One more detail...someone mentioned that the 2009 Mac Mini can run the 64 bit kernel. As far as I know, this is NOT the case. I've tried it and the machine always returns to 32 bit kernel. The 32-64 bit utility that you can download from versiontracker.com now correctly states that the Mini has a 64-bit EFI but won't run the new kernel right now. Maybe the new Mini Server is different, but I doubt it.
post #158 of 177
Quote:
Originally Posted by WelshDog View Post

In my office we don't deny privileges in general. Pretty much every computer is shared in one way or another...

Hmmm, OK.

Quote:
...and most everyone has admin privileges.

What? There's no reason in OS X that you have to give everyone admin privileges! Hell, I'm the sole user on my home desktop machine, and I still use a non-admin account.

Let everyone (whom you can trust) share all their files, but don't give them admin access to the machine at all times. Or at the very least, create a separate admin account upon first install and put its password in an envelope so people can use it in an emergency.

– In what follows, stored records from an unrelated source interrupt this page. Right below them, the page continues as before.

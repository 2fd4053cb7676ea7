//! Quest Statistics Ledger
//!
//! Append-only log of quest lifecycle events, partitioned by player, with
//! per-quest summaries kept up to date on every write.

use std::collections::HashMap;
use chrono::{DateTime, Utc};
use serde::{Deserialize, Serialize};
use tracing::{debug, info};

use crate::error::{QuestError, QuestResult};

/// Kind of lifecycle transition a stat event records
#[derive(Debug, Clone, Copy, PartialEq, Eq, Hash, Serialize, Deserialize)]
#[serde(rename_all = "lowercase")]
pub enum StatKind {
    Accepted,
    Completed,
    Removed,
}

impl StatKind {
    pub fn as_str(&self) -> &'static str {
        match self {
            StatKind::Accepted => "accepted",
            StatKind::Completed => "completed",
            StatKind::Removed => "removed",
        }
    }

    pub fn from_str(s: &str) -> Option<Self> {
        match s {
            "accepted" => Some(StatKind::Accepted),
            "completed" => Some(StatKind::Completed),
            "removed" => Some(StatKind::Removed),
            _ => None,
        }
    }
}

/// A single recorded lifecycle transition
#[derive(Debug, Clone, PartialEq, Eq, Serialize, Deserialize)]
pub struct StatEvent {
    pub full_name: String,
    pub kind: StatKind,
    pub timestamp: DateTime<Utc>,
    pub player_id: String,
}

impl StatEvent {
    pub fn new(full_name: &str, kind: StatKind, timestamp: DateTime<Utc>, player_id: &str) -> Self {
        Self {
            full_name: full_name.to_string(),
            kind,
            timestamp,
            player_id: player_id.to_string(),
        }
    }

    pub fn validate(&self) -> QuestResult<()> {
        if self.full_name.is_empty() {
            return Err(QuestError::validation("stat event has no quest name"));
        }
        if self.player_id.is_empty() {
            return Err(QuestError::validation(format!(
                "stat event for '{}' has no player",
                self.full_name
            )));
        }
        Ok(())
    }
}

/// Folded statistics for one quest and one player
#[derive(Debug, Clone, Default, PartialEq, Eq, Serialize)]
pub struct QuestStatSummary {
    pub acceptal_count: u32,
    pub completion_count: u32,
    pub removal_count: u32,
    pub last_accepted: Option<DateTime<Utc>>,
    pub last_completed: Option<DateTime<Utc>>,
    pub last_removed: Option<DateTime<Utc>>,
}

impl QuestStatSummary {
    fn apply(&mut self, event: &StatEvent) {
        let (count, last) = match event.kind {
            StatKind::Accepted => (&mut self.acceptal_count, &mut self.last_accepted),
            StatKind::Completed => (&mut self.completion_count, &mut self.last_completed),
            StatKind::Removed => (&mut self.removal_count, &mut self.last_removed),
        };
        *count += 1;
        if last.map_or(true, |ts| ts <= event.timestamp) {
            *last = Some(event.timestamp);
        }
    }
}

/// Per-player event totals
#[derive(Debug, Clone, Copy, Default, PartialEq, Eq, Serialize)]
pub struct PlayerStatTotals {
    pub accepted: usize,
    pub completed: usize,
    pub removed: usize,
}

#[derive(Debug, Clone, Default)]
struct PlayerLedger {
    /// Ordered by timestamp, insertion order among equal timestamps
    events: Vec<StatEvent>,
    /// full name -> summary
    summaries: HashMap<String, QuestStatSummary>,
    totals: PlayerStatTotals,
}

impl PlayerLedger {
    fn push(&mut self, event: StatEvent) {
        let summary = self.summaries.entry(event.full_name.clone()).or_default();
        summary.apply(&event);

        match event.kind {
            StatKind::Accepted => self.totals.accepted += 1,
            StatKind::Completed => self.totals.completed += 1,
            StatKind::Removed => self.totals.removed += 1,
        }

        let at = self.events.partition_point(|e| e.timestamp <= event.timestamp);
        self.events.insert(at, event);
    }
}

/// Sole writer of quest statistics
///
/// Not internally synchronised. A host that calls into it from more than one
/// thread must serialise access itself.
#[derive(Debug, Clone, Default)]
pub struct StatsLedger {
    players: HashMap<String, PlayerLedger>,
}

impl StatsLedger {
    pub fn new() -> Self {
        Self::default()
    }

    /// Append an event
    pub fn record(&mut self, event: StatEvent) -> QuestResult<()> {
        event.validate()?;
        debug!(
            "Quest stat: {} {} (player {})",
            event.full_name,
            event.kind.as_str(),
            event.player_id
        );
        self.players
            .entry(event.player_id.clone())
            .or_default()
            .push(event);
        Ok(())
    }

    /// Summary for one quest and player; empty if nothing was recorded
    pub fn summary_for(&self, full_name: &str, player_id: &str) -> QuestStatSummary {
        self.players
            .get(player_id)
            .and_then(|p| p.summaries.get(full_name))
            .cloned()
            .unwrap_or_default()
    }

    /// Events of one kind for a player, oldest first
    pub fn all_events_of_kind<'a>(
        &'a self,
        kind: StatKind,
        player_id: &str,
    ) -> impl Iterator<Item = &'a StatEvent> + 'a {
        self.players
            .get(player_id)
            .into_iter()
            .flat_map(|p| p.events.iter())
            .filter(move |e| e.kind == kind)
    }

    /// Every event of a player, oldest first
    pub fn events_for(&self, player_id: &str) -> &[StatEvent] {
        self.players
            .get(player_id)
            .map(|p| p.events.as_slice())
            .unwrap_or_default()
    }

    pub fn stats_for(&self, player_id: &str) -> PlayerStatTotals {
        self.players
            .get(player_id)
            .map(|p| p.totals)
            .unwrap_or_default()
    }

    /// Replace a player's whole event list, e.g. after loading a save
    pub fn load_player(&mut self, player_id: &str, events: Vec<StatEvent>) -> QuestResult<()> {
        for event in &events {
            event.validate()?;
            if event.player_id != player_id {
                return Err(QuestError::validation(format!(
                    "event for player '{}' loaded into ledger of '{}'",
                    event.player_id, player_id
                )));
            }
        }

        let mut ledger = PlayerLedger::default();
        let count = events.len();
        for event in events {
            ledger.push(event);
        }
        self.players.insert(player_id.to_string(), ledger);

        info!("Loaded {} quest stat events for player {}", count, player_id);
        Ok(())
    }

    pub fn len(&self) -> usize {
        self.players.values().map(|p| p.events.len()).sum()
    }

    pub fn is_empty(&self) -> bool {
        self.len() == 0
    }
}

#[cfg(test)]
mod tests {
    use super::*;
    use chrono::TimeZone;

    fn at(secs: i64) -> DateTime<Utc> {
        Utc.timestamp_opt(1_700_000_000 + secs, 0).unwrap()
    }

    #[test]
    fn test_record_rejects_empty_fields() {
        let mut ledger = StatsLedger::new();
        let result = ledger.record(StatEvent::new("", StatKind::Accepted, at(0), "1"));
        assert!(matches!(result, Err(QuestError::Validation(_))));

        let result = ledger.record(StatEvent::new("ownerA.FetchWood", StatKind::Accepted, at(0), ""));
        assert!(matches!(result, Err(QuestError::Validation(_))));
        assert!(ledger.is_empty());
    }

    #[test]
    fn test_summary_counts_match_events() {
        let mut ledger = StatsLedger::new();
        let kinds = [
            StatKind::Accepted,
            StatKind::Completed,
            StatKind::Accepted,
            StatKind::Removed,
            StatKind::Accepted,
        ];
        for (i, kind) in kinds.iter().enumerate() {
            ledger
                .record(StatEvent::new("ownerA.FetchWood", *kind, at(i as i64), "1"))
                .unwrap();
            ledger
                .record(StatEvent::new("ownerA.Other", StatKind::Accepted, at(i as i64), "2"))
                .unwrap();

            let summary = ledger.summary_for("ownerA.FetchWood", "1");
            for kind in [StatKind::Accepted, StatKind::Completed, StatKind::Removed] {
                let expected = ledger
                    .all_events_of_kind(kind, "1")
                    .filter(|e| e.full_name == "ownerA.FetchWood")
                    .count() as u32;
                let actual = match kind {
                    StatKind::Accepted => summary.acceptal_count,
                    StatKind::Completed => summary.completion_count,
                    StatKind::Removed => summary.removal_count,
                };
                assert_eq!(actual, expected);
            }
        }

        let summary = ledger.summary_for("ownerA.FetchWood", "1");
        assert_eq!(summary.acceptal_count, 3);
        assert_eq!(summary.completion_count, 1);
        assert_eq!(summary.removal_count, 1);
        assert_eq!(summary.last_accepted, Some(at(4)));
        assert_eq!(summary.last_completed, Some(at(1)));
        assert_eq!(summary.last_removed, Some(at(3)));

        // Player partitioning
        assert_eq!(ledger.summary_for("ownerA.FetchWood", "2"), QuestStatSummary::default());
        assert_eq!(ledger.summary_for("ownerA.Other", "2").acceptal_count, 5);
    }

    #[test]
    fn test_events_ordered_by_timestamp() {
        let mut ledger = StatsLedger::new();
        ledger.record(StatEvent::new("a.Late", StatKind::Accepted, at(10), "1")).unwrap();
        ledger.record(StatEvent::new("a.Early", StatKind::Accepted, at(1), "1")).unwrap();
        ledger.record(StatEvent::new("a.Tie", StatKind::Accepted, at(10), "1")).unwrap();

        let names: Vec<&str> = ledger
            .all_events_of_kind(StatKind::Accepted, "1")
            .map(|e| e.full_name.as_str())
            .collect();
        assert_eq!(names, vec!["a.Early", "a.Late", "a.Tie"]);
        assert_eq!(ledger.summary_for("a.Late", "1").last_accepted, Some(at(10)));
    }

    #[test]
    fn test_totals_and_reload() {
        let mut ledger = StatsLedger::new();
        ledger.record(StatEvent::new("a.Q", StatKind::Accepted, at(0), "1")).unwrap();
        ledger.record(StatEvent::new("a.Q", StatKind::Completed, at(1), "1")).unwrap();

        let totals = ledger.stats_for("1");
        assert_eq!(totals.accepted, 1);
        assert_eq!(totals.completed, 1);
        assert_eq!(totals.removed, 0);

        let saved = ledger.events_for("1").to_vec();
        let mut restored = StatsLedger::new();
        restored.load_player("1", saved).unwrap();
        assert_eq!(restored.summary_for("a.Q", "1"), ledger.summary_for("a.Q", "1"));
        assert_eq!(restored.stats_for("1"), totals);
    }

    #[test]
    fn test_load_player_rejects_foreign_events() {
        let mut ledger = StatsLedger::new();
        let events = vec![StatEvent::new("a.Q", StatKind::Accepted, at(0), "2")];
        assert!(matches!(
            ledger.load_player("1", events),
            Err(QuestError::Validation(_))
        ));
    }

    #[test]
    fn test_stat_kind_parsing() {
        assert_eq!(StatKind::from_str("completed"), Some(StatKind::Completed));
        assert_eq!(StatKind::from_str("summary"), None);
    }
}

But keep all the other user accounts in a sandbox. It's really not hard to configure it this way, and on the few occasions when anyone truly needs admin access they can authenticate right then for that one task, and then return to user status for everything else. That's one of the really good points of a well-designed UNIX-based setup, and OS X makes it fairly easy to do so.
post #159 of 177
Quote:
Originally Posted by shavex View Post

Mac Mini server = $999
Lenovo IdeaCenter server/with Linux server software = $499

As long as we're promoting fantasy solutions:

Sun Fire X4240 server/with Solaris server software = $0 (stolen)

I think you missed the entire point of the discussion thus far, in terms of overall cost to deploy.
post #160 of 177
Quote:
Originally Posted by Booga View Post

What this is really competing against is an HP MediaSmart Server LX195 or EX-490 that comes bundled with Windows Home Server for a total cost of $500. Like the mini it's 64-bit and comes with a server OS and is fully compatible with MacOS X. Unlike the mini it also supports eSATA for fast external drive attachment and has more internal expansion bays as well as selling in multiple configurations to suit your needs.

It's basically a stop-gap measure on Apple's part that seems a little over-priced and under-engineered for its task compared to HP's offering. Yes, it's got a faster processor than the HP but in all other respects it seems to underperform it.

1) You get FireWire 800 with the Mac Mini and you can hook up to 63 FireWire devices on that. Let's see. You can get 1.5 TB hard drives and 1.5 * 63 = 94.5 TB in addition to the 1 TB that you get internally for a total of 95.5 TB of disk space. Is that not enough for you?

2) For the HP computer you are missing some things that the Mini has. Like also have 5 USB 2 ports on it and a FULL version of Mac OS X Server. Windows Home Server is a joke. A bad joke.